Grandma sits and watches
from her chair like a throne.
“You ain’ doin’ it right,”
the queen of roti complains.
But even in her regal disdain,
she leans forward with excitement,
a little girl spying the action.
Uncle Al brings out the grinder
and the boiled golden dhal
becomes a soft flour. Asha
calls out for the geera,
“It’s behind your head!”
I root in the cabinet,
“Is this it?” “I don’t know,
let me smell it.” As the jar
opens the smell of cumin fills the room
and the dhal becomes roti.
The hands of three women
cup dough and scoop in the dhal,
carefully closing each into a ball.
The paratha is done resting.
Annie rolls it on the red counter
back into a white circle,
brushing oil on the heavy iron
tawa and slapping a full white moon
into its black sky.
“The last thing you have to do,”
Annie says grabbing the toasty hot roti
in an old dish towel with faded blue flowers,
"is bust it up.” She bunches the
perfect disk into a ball,
shreds it and presents it to me with a smile:
“Paratha…bus’-up-shut.” It looks just
like the broken shirt that is named for.
And now the dhalpuri
is ready for rolling and frying.
I do the flipping, while Margaret,
whose son brought me into this kitchen,
rolls. Her sisters laugh.

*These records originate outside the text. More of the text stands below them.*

#![forbid(unsafe_code)]
#![allow(unused_assignments)]

use miette::Diagnostic;
use skein_ast::Span;
use thiserror::Error;

#[derive(Debug, Error, Diagnostic)]
#[error("parse error: {message}")]
#[diagnostic(code(skein::parse))]
#[allow(unused_assignments)]
pub struct ParseError {
    pub message: String,
    pub line: u32,
    #[label]
    pub span: miette::SourceSpan,
}

impl ParseError {
    pub fn new(message: impl Into<String>, span: Span) -> Self {
        Self {
            message: message.into(),
            line: span.line,
            span: span.into(),
        }
    }
}

/// Any failure turning source text into a compiled chunk.
#[derive(Debug, Error, Diagnostic)]
pub enum SyntaxError {
    #[error(transparent)]
    #[diagnostic(transparent)]
    Lex(#[from] skein_lex::LexError),

    #[error(transparent)]
    #[diagnostic(transparent)]
    Parse(#[from] ParseError),
}

impl SyntaxError {
    pub fn line(&self) -> u32 {
        match self {
            SyntaxError::Lex(e) => e.line,
            SyntaxError::Parse(e) => e.line,
        }
    }

    pub fn message(&self) -> &str {
        match self {
            SyntaxError::Lex(e) => &e.message,
            SyntaxError::Parse(e) => &e.message,
        }
    }
}
use std::fs;

use skein_interpret::{ExecError, Interpreter, InterpreterConfig, PackageConfig, Value};

fn interp_with_path(path: String) -> Interpreter {
    let mut package = PackageConfig::default();
    package.path = path;
    Interpreter::new(InterpreterConfig {
        package,
        capture_output: true,
        ..Default::default()
    })
}

#[test]
fn require_resolves_templates_and_caches() {
    let dir = tempfile::tempdir().expect("tempdir");
    fs::create_dir_all(dir.path().join("util")).expect("mkdir");
    fs::write(
        dir.path().join("util").join("math.sk"),
        "print(\"loading\", ...)\nreturn {double: fn(x) { return x * 2 }}\n",
    )
    .expect("write module");

    let template = format!("{}/missing/?.sk;{}/?.sk", dir.path().display(), dir.path().display());
    let mut interp = interp_with_path(template);
    let values = interp
        .exec_source(
            "let m = require(\"util.math\")\n\
             let again = require(\"util.math\")\n\
             return m.double(21), m == again\n",
            "main",
        )
        .expect("run");

    assert_eq!(values, vec![Value::Number(42.0), Value::Bool(true)]);
    assert_eq!(interp.take_output(), "loading\tutil.math\n");
}

#[test]
fn modules_without_a_return_value_load_as_true() {
    let dir = tempfile::tempdir().expect("tempdir");
    fs::write(dir.path().join("side.sk"), "flag = \"set\"\n").expect("write module");

    let mut interp = interp_with_path(format!("{}/?.sk", dir.path().display()));
    let values = interp
        .exec_source("return require(\"side\"), flag\n", "main")
        .expect("run");
    assert_eq!(values, vec![Value::Bool(true), Value::str("set")]);
}

#[test]
fn missing_module_lists_every_candidate() {
    let mut interp = interp_with_path("/nonexistent/a/?.sk;/nonexistent/b/?.sk".to_string());
    let err = match interp.exec_source("require(\"ghost\")\n", "main") {
        Err(ExecError::Runtime(err)) => err,
        other => panic!("expected runtime error, got {other:?}"),
    };
    assert!(err.message.starts_with("main:1: module 'ghost' not found:"), "{}", err.message);
    assert!(err.message.contains("no file '/nonexistent/a/ghost.sk'"));
    assert!(err.message.contains("no file '/nonexistent/b/ghost.sk'"));
}

#[test]
fn native_modules_take_precedence_over_files() {
    let mut interp = interp_with_path("/nonexistent/?.sk".to_string());
    interp.register_module("answers", |_| {
        let mut map = std::collections::BTreeMap::new();
        map.insert("value".to_string(), Value::Number(42.0));
        Ok(Value::map(map))
    });
    let values = interp
        .exec_source("return require(\"answers\").value\n", "main")
        .expect("run");
    assert_eq!(values, vec![Value::Number(42.0)]);
}

#[test]
fn package_strings_are_script_visible_and_writable() {
    let mut interp = Interpreter::default();
    let before = interp.package_config();
    assert_eq!(before, PackageConfig::default());

    interp
        .exec_source("package.path = \"/opt/lib/?.sk\"\npackage.cpath = \"\"\n", "main")
        .expect("run");
    let after = interp.package_config();
    assert_eq!(after.path, "/opt/lib/?.sk");
    assert_eq!(after.cpath, "");
    assert_eq!(after.config, before.config);
}

#[test]
fn circular_requires_are_reported() {
    let dir = tempfile::tempdir().expect("tempdir");
    fs::write(dir.path().join("a.sk"), "return require(\"b\")\n").expect("write a");
    fs::write(dir.path().join("b.sk"), "return require(\"a\")\n").expect("write b");

    let mut interp = interp_with_path(format!("{}/?.sk", dir.path().display()));
    let err = interp.exec_source("require(\"a\")\n", "main").expect_err("should fail");
    assert!(err.to_string().contains("loop while loading module 'a'"), "{err}");
}
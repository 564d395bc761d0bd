use skein_interpret::{ExecError, Interpreter, InterpreterConfig, Value};

fn capturing() -> Interpreter {
    Interpreter::new(InterpreterConfig {
        capture_output: true,
        ..Default::default()
    })
}

fn run(src: &str) -> (Vec<Value>, String) {
    let mut interp = capturing();
    let values = interp.exec_source(src, "main").expect("script should run");
    (values, interp.take_output())
}

fn run_err(src: &str) -> String {
    match capturing().exec_source(src, "main") {
        Err(ExecError::Runtime(err)) => err.message,
        Err(other) => panic!("expected runtime error, got {other}"),
        Ok(values) => panic!("expected runtime error, got {values:?}"),
    }
}

fn num(n: f64) -> Value {
    Value::Number(n)
}

#[test]
fn print_joins_arguments_with_tabs() {
    let (_, out) = run("print(1 + 2, \"a\" .. 3, 7 % 3, -7 % 3, 1 / 2, nil, true)\n");
    assert_eq!(out, "3\ta3\t1\t2\t0.5\tnil\ttrue\n");
}

#[test]
fn calls_and_varargs_expand_in_last_position() {
    let src = "
fn pass(...) {
    return ...
}
let a, b, c = pass(1, 2)
return a, b, c, len([pass(4, 5, 6)]), (pass(7, 8))
";
    let (values, _) = run(src);
    assert_eq!(values, vec![num(1.0), num(2.0), Value::Nil, num(3.0), num(7.0)]);
}

#[test]
fn chunk_arguments_are_varargs() {
    let mut interp = capturing();
    let main = interp.load("let a, b = ...\nreturn b, a\n", "main").expect("compile");
    let values = interp.call(&main, vec![num(1.0), Value::str("x")]).expect("call");
    assert_eq!(values, vec![Value::str("x"), num(1.0)]);
}

#[test]
fn loops_lists_and_maps() {
    let src = r#"
let xs = []
for i in range(5) {
    if i == 3 {
        break
    }
    push(xs, i * 10)
}
let total = 0
for i, v in xs {
    total = total + i + v
}
let m = {b: 2, a: 1}
let order = ""
for k, v in m {
    order = order .. k .. v
}
while len(xs) < 5 {
    xs[len(xs)] = 0
}
return total, order, len(xs), xs[1], xs[99], m.a, m["b"]
"#;
    let (values, _) = run(src);
    assert_eq!(
        values,
        vec![
            num(33.0),
            Value::str("a1b2"),
            num(5.0),
            num(10.0),
            Value::Nil,
            num(1.0),
            num(2.0)
        ]
    );
}

#[test]
fn else_if_chains_pick_first_match() {
    let src = "
fn classify(n) {
    if n < 0 {
        return \"neg\"
    } else if n == 0 {
        return \"zero\"
    } else {
        return \"pos\"
    }
}
return classify(-1), classify(0), classify(5)
";
    let (values, _) = run(src);
    assert_eq!(values, vec![Value::str("neg"), Value::str("zero"), Value::str("pos")]);
}

#[test]
fn logical_operators_short_circuit() {
    let src = "
calls = 0
fn bump() {
    calls = calls + 1
    return true
}
let a = false and bump()
let b = true or bump()
let c = nil or \"fallback\"
return a, b, c, calls, not nil
";
    let (values, _) = run(src);
    assert_eq!(
        values,
        vec![
            Value::Bool(false),
            Value::Bool(true),
            Value::str("fallback"),
            num(0.0),
            Value::Bool(true)
        ]
    );
}

#[test]
fn functions_resolve_free_names_in_globals() {
    let src = "
let hidden = 1
fn read_hidden() {
    return hidden
}
shown = 2
fn read_shown() {
    return shown
}
return read_hidden(), read_shown()
";
    let (values, _) = run(src);
    assert_eq!(values, vec![Value::Nil, num(2.0)]);
}

#[test]
fn pcall_catches_positioned_errors() {
    let src = "
fn fail() {
    error(\"boom\")
}
let ok, msg = pcall(fail)
let ok2, a, b = pcall(fn(x) { return x, x * 2 }, 4)
return ok, msg, ok2, a, b
";
    let (values, _) = run(src);
    assert_eq!(
        values,
        vec![
            Value::Bool(false),
            Value::str("main:3: boom"),
            Value::Bool(true),
            num(4.0),
            num(8.0)
        ]
    );
}

#[test]
fn runtime_errors_name_the_offending_value() {
    assert_eq!(run_err("let x = nil\nx()\n"), "main:2: attempt to call a nil value (name 'x')");
    assert_eq!(run_err("return 1 + {}\n"), "main:1: attempt to perform arithmetic on a map value");
    assert_eq!(run_err("return 1 < \"a\"\n"), "main:1: attempt to compare number with string");
    assert_eq!(
        run_err("let m = nil\nreturn m.field\n"),
        "main:2: attempt to index a nil value (name 'm')"
    );
    assert_eq!(
        run_err("len(3)\n"),
        "main:1: bad argument #1 to 'len' (list, map or string expected, got number)"
    );
    assert_eq!(run_err("let xs = []\nxs[2] = 1\n"), "main:2: list index 2 out of range (length 0)");
}

#[test]
fn error_with_non_string_is_not_positioned() {
    let (values, _) = run("return pcall(error, 42)\n");
    assert_eq!(values, vec![Value::Bool(false), Value::str("42")]);
}

#[test]
fn assert_returns_its_arguments() {
    let (values, _) = run("return assert(1, \"unused\")\n");
    assert_eq!(values, vec![num(1.0), Value::str("unused")]);
    assert_eq!(run_err("assert(false)\n"), "main:1: assertion failed!");
    assert_eq!(run_err("assert(nil, \"custom\")\n"), "custom");
}

#[test]
fn conversions() {
    let (values, _) = run(
        "return tonumber(\"0x1F\"), tonumber(\"nope\"), tostring(12), type(print), type([])\n",
    );
    assert_eq!(
        values,
        vec![num(31.0), Value::Nil, Value::str("12"), Value::str("function"), Value::str("list")]
    );
}

#[test]
fn deep_recursion_overflows_the_call_limit() {
    let mut interp = Interpreter::new(InterpreterConfig {
        max_call_depth: 16,
        capture_output: true,
        ..Default::default()
    });
    let err = match interp.exec_source("fn f() {\n    return f()\n}\nf()\n", "main") {
        Err(ExecError::Runtime(err)) => err,
        other => panic!("expected stack overflow, got {other:?}"),
    };
    assert_eq!(err.message, "main:2: stack overflow");

    // The interpreter stays usable after the unwinding.
    let values = interp.exec_source("return 1\n", "main").expect("recovered");
    assert_eq!(values, vec![num(1.0)]);
}

#[test]
fn message_handler_formats_pcall_failures() {
    let mut interp = capturing();
    interp.set_message_handler(|err| err.with_traceback());
    let main = interp
        .load("fn inner() {\n    error(\"deep\")\n}\ninner()\n", "job")
        .expect("compile");
    let msg = interp.pcall(&main, Vec::new()).expect_err("should fail");
    assert!(msg.starts_with("job:2: deep\nstack traceback:"), "{msg}");
    assert!(msg.contains("[native]: in function 'error'"), "{msg}");
    assert!(msg.contains("job:2: in function 'inner'"), "{msg}");
    assert!(msg.contains("job:4: in main chunk"), "{msg}");
}

#[test]
fn syntax_errors_surface_from_exec_source() {
    let err = capturing().exec_source("let = 1\n", "main").expect_err("should fail");
    assert!(matches!(err, ExecError::Syntax(_)));
}
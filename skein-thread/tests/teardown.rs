//! Worker teardown. Kept in its own binary so `live_workers` only counts
//! the workers started here.

use std::time::{Duration, Instant};

use skein_thread::{
    Controller, DropPolicy, Portable, TaskBody, TaskStatus, ThreadConfig, ThreadQueue, encode,
    live_workers,
};

fn wait_until(what: &str, mut cond: impl FnMut() -> bool) {
    let deadline = Instant::now() + Duration::from_secs(10);
    while !cond() {
        assert!(Instant::now() < deadline, "timed out waiting for {what}");
        std::thread::sleep(Duration::from_millis(1));
    }
}

fn gated_task() -> TaskBody {
    TaskBody::compile("let q = ...\nq.pop()\nreturn 1\n", "gated").expect("task should compile")
}

#[test]
fn detached_and_dropped_workers_tear_down() {
    assert_eq!(live_workers(), 0);

    let gate = ThreadQueue::new(1);
    let handle = Controller::default()
        .spawn(gated_task(), vec![Portable::Queue(gate.clone())])
        .expect("spawn");
    wait_until("worker to start", || live_workers() == 1);

    handle.detach().expect("detach");
    assert_eq!(live_workers(), 1);
    gate.push(encode(&[]).expect("encode")).expect("open gate");
    wait_until("worker to finish", || handle.is_finished());
    wait_until("worker to exit", || live_workers() == 0);
    assert_eq!(handle.status(), TaskStatus::Detached);
    drop(handle);

    let detaching = Controller::new(ThreadConfig {
        drop_policy: DropPolicy::Detach,
        ..ThreadConfig::default()
    });
    let handle = detaching
        .spawn(gated_task(), vec![Portable::Queue(gate.clone())])
        .expect("spawn");
    wait_until("second worker to start", || live_workers() == 1);
    drop(handle);
    assert_eq!(live_workers(), 1);

    gate.push(encode(&[]).expect("encode")).expect("open gate");
    wait_until("dropped worker to exit", || live_workers() == 0);

    let joined = Controller::default()
        .spawn(gated_task(), vec![Portable::Queue(gate.clone())])
        .expect("spawn");
    gate.push(encode(&[]).expect("encode")).expect("open gate");
    assert!(joined.join().expect("join").is_done());
    assert_eq!(live_workers(), 0);
}
/// Deepest nesting of expressions and blocks a chunk may use.
pub const MAX_NESTING: usize = 200;

pub struct Parser<'a> {
    tokens: &'a [Token],
    idx: usize,
    chunk: String,
    depth: usize,
}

Auntie Lisa
gets out her camera. “Look
at the American girl making roti!”
The oil pricks my skin
as the roti slaps down,
rises up with steam.
The glass table on the back porch
is spread with love--curry chicken and
coconut shrimp, sour pomsite fruits,
ripe figs, sweet basmati rice, lettuce salad.
And Grandma tries to eat her napkin.
She scowls at me, “Dis roti bittah.”
“Ma, that’s not roti!” Lisa says,
and takes the napkin. We eat curry
with our fingers, wrap it in layers of roti.
We wag our tongues to cool their burning.
After fifteen minutes times eight,
we leave with a bag of roti, resurrected.